Sung Van Tay's family in Yeng Hamlet, Hung Loi Commune, Yen Son District preparing a ceremony to welcome the new rice season.
The rice spirit worshipping ceremony is often staged between late in the eleventh and early in the twelfth lunar months of the year. On the first harvest day, the house owner heads to the field earlier than the others, carrying a bamboo tube. After chanting mantras, he has to walk around the rice field and picks a few ripe rice ears to put into his tube. He then seals the mouth of the tube and put it in the tent which hosts the worship ritual.

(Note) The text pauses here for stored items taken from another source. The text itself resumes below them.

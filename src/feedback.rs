use itertools::Itertools;
use std::cmp::Ordering;

use crate::difficulty::DifficultyLevel;
use crate::puzzle::Operator;
use crate::session::Adaptation;
use crate::tracker::{
    AttemptRecord, LearningVelocity, OperationStats, SessionSummary, Streak, StreakKind,
    WindowStats,
};

const LIGHTNING_SECS: f64 = 3.0;
const QUICK_SECS: f64 = 5.0;
const SLOW_AVERAGE_SECS: f64 = 15.0;

/// Answers needed before end-of-session advice is given
pub const RECOMMEND_MIN_QUESTIONS: usize = 3;

/// How a message should be styled on the console
#[derive(Debug, Clone, Copy, PartialEq, Eq)]
pub enum Tone {
    Plain,
    Good,
    Bad,
    Notice,
}

#[derive(Debug, Clone, PartialEq, Eq)]
pub struct Message {
    pub tone: Tone,
    pub text: String,
}

impl Message {
    fn new(tone: Tone, text: impl Into<String>) -> Self {
        Self {
            tone,
            text: text.into(),
        }
    }
}

pub fn answer_feedback(record: &AttemptRecord) -> Vec<Message> {
    let secs = record.response_time_secs();
    if record.was_correct() {
        let text = if secs < LIGHTNING_SECS {
            format!("Correct! Lightning fast! ({secs:.1}s)")
        } else if secs < QUICK_SECS {
            format!("Correct! Great speed! ({secs:.1}s)")
        } else {
            format!("Correct! ({secs:.1}s)")
        };
        return vec![Message::new(Tone::Good, text)];
    }

    let mut messages = vec![Message::new(
        Tone::Bad,
        format!("Incorrect. The answer was {}", record.correct_answer()),
    )];
    if secs < LIGHTNING_SECS {
        messages.push(Message::new(
            Tone::Plain,
            "   Tip: take a moment to double-check your work!",
        ));
    }
    messages
}

/// Explanation for an evaluation that moved the learner to another tier,
/// `None` when the tier stayed put
pub fn adaptation_message(adaptation: &Adaptation) -> Option<String> {
    let accuracy = adaptation.evaluation.accuracy * 100.0;
    let headline = match (adaptation.from, adaptation.to) {
        (DifficultyLevel::Easy, DifficultyLevel::Medium) => {
            format!("Great progress! {accuracy:.0}% accuracy - advancing to MEDIUM")
        }
        (DifficultyLevel::Medium, DifficultyLevel::Hard) => {
            format!("Outstanding! {accuracy:.0}% accuracy - moving to HARD")
        }
        (DifficultyLevel::Medium, DifficultyLevel::Easy) => {
            "Adjusting to EASY for a better learning pace".to_string()
        }
        (DifficultyLevel::Hard, DifficultyLevel::Medium) => {
            "Adjusting to MEDIUM to keep things productive".to_string()
        }
        _ => return None,
    };

    if adaptation.evaluation.factors.is_empty() {
        Some(headline)
    } else {
        Some(format!(
            "{headline}\n   Factors: {}",
            adaptation.evaluation.factors.iter().join(", ")
        ))
    }
}

/// Streak-aware encouragement after an evaluation point
pub fn encouragement(stats: &WindowStats, streak: Option<Streak>) -> String {
    if let Some(streak) = streak.filter(Streak::is_significant) {
        return match streak.kind {
            StreakKind::Hot => format!("ON FIRE! {} correct in a row! Keep it up!", streak.length),
            StreakKind::Cold => {
                "Don't worry! Every expert was once a beginner. Let's try again!".to_string()
            }
        };
    }

    let accuracy = stats.accuracy * 100.0;
    if accuracy >= 90.0 {
        "Outstanding work! You're a math superstar!".to_string()
    } else if accuracy >= 75.0 {
        "Great job! Keep up the excellent work!".to_string()
    } else if accuracy >= 60.0 {
        "Good effort! You're making solid progress!".to_string()
    } else {
        "Keep practicing! Every mistake teaches us something new!".to_string()
    }
}

pub fn progress_hint(question: usize, until_check: usize) -> String {
    if until_check == 1 {
        format!("Progress: question {question}, difficulty is re-evaluated after this answer")
    } else {
        format!("Progress: question {question}, difficulty is re-evaluated in {until_check} questions")
    }
}

/// Trend line shown with milestone stats
pub fn milestone_note(velocity: &LearningVelocity) -> Option<&'static str> {
    match velocity {
        LearningVelocity::Improving { .. } => Some("You're improving! Keep it up!"),
        LearningVelocity::Stable { .. } => Some("Steady progress - you're consistent!"),
        LearningVelocity::Declining { .. } | LearningVelocity::InsufficientData => None,
    }
}

/// End-of-session advice from overall accuracy, speed and the per-operation
/// breakdown. Empty below [`RECOMMEND_MIN_QUESTIONS`] answers.
pub fn recommendations(summary: &SessionSummary) -> Vec<String> {
    if summary.total_questions < RECOMMEND_MIN_QUESTIONS {
        return Vec::new();
    }

    let accuracy = summary.accuracy_percentage;
    let (verdict, next_step) = if accuracy >= 85.0 {
        (
            "Outstanding! You're ready for more challenges!",
            "Consider starting at a higher difficulty next time.",
        )
    } else if accuracy >= 70.0 {
        (
            "Great work! You're making solid progress.",
            "Focus on maintaining this consistency.",
        )
    } else if accuracy >= 50.0 {
        (
            "Good effort! Keep practicing to improve.",
            "Try reviewing concepts at the current difficulty.",
        )
    } else {
        (
            "Every expert started as a beginner!",
            "Consider reviewing fundamentals and practicing more.",
        )
    };
    let mut advice = vec![verdict.to_string(), next_step.to_string()];

    if summary.average_time_secs < QUICK_SECS {
        advice.push("You're very quick! Great mental math skills!".to_string());
    } else if summary.average_time_secs > SLOW_AVERAGE_SECS {
        advice.push("Take your time, but try to build speed gradually.".to_string());
    }

    let breakdown = &summary.operation_breakdown;
    if breakdown.len() > 1 {
        // ties go to the operation listed first
        let weakest = breakdown.iter().min_by(by_accuracy);
        let strongest = breakdown.iter().rev().max_by(by_accuracy);

        if let Some((operator, stats)) = weakest.filter(|(_, s)| s.accuracy_percentage < 60.0) {
            advice.push(format!(
                "Focus area: {} ({:.0}% accuracy)",
                capitalized(operator),
                stats.accuracy_percentage
            ));
        }
        if let Some((operator, stats)) =
            strongest.filter(|(_, s)| s.accuracy_percentage >= 90.0)
        {
            advice.push(format!(
                "Strength: {} ({:.0}% accuracy)",
                capitalized(operator),
                stats.accuracy_percentage
            ));
        }
    }
    advice
}

fn by_accuracy(
    a: &(&Operator, &OperationStats),
    b: &(&Operator, &OperationStats),
) -> Ordering {
    a.1.accuracy_percentage.total_cmp(&b.1.accuracy_percentage)
}

fn capitalized(operator: &Operator) -> String {
    let name = operator.to_string();
    let mut chars = name.chars();
    match chars.next() {
        Some(first) => first.to_uppercase().chain(chars).collect(),
        None => String::new(),
    }
}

When the harvest is finished, people bring home the last bundle of rice as well as the rice ears in the tube, and place them under their ancestor's altar. The rice spirit worship ceremony is staged that night or the next morning. After the ceremony, the rice is stored in the rice barn in the house.
From the fourth to the fifth lunar months of the next year, the stored rice is dried, peeled, pounded and then winnowed until the husk is removed to cook at home (if it is sticky rice, people will make it into round sticky rice cakes). The Dao ethnic people believe that the rice will help adults become healthier, children grow faster, and the elderly live longer. Only family members can have the rice and cakes, which cannot be given to outsiders as it will make the family's rice soul fade away.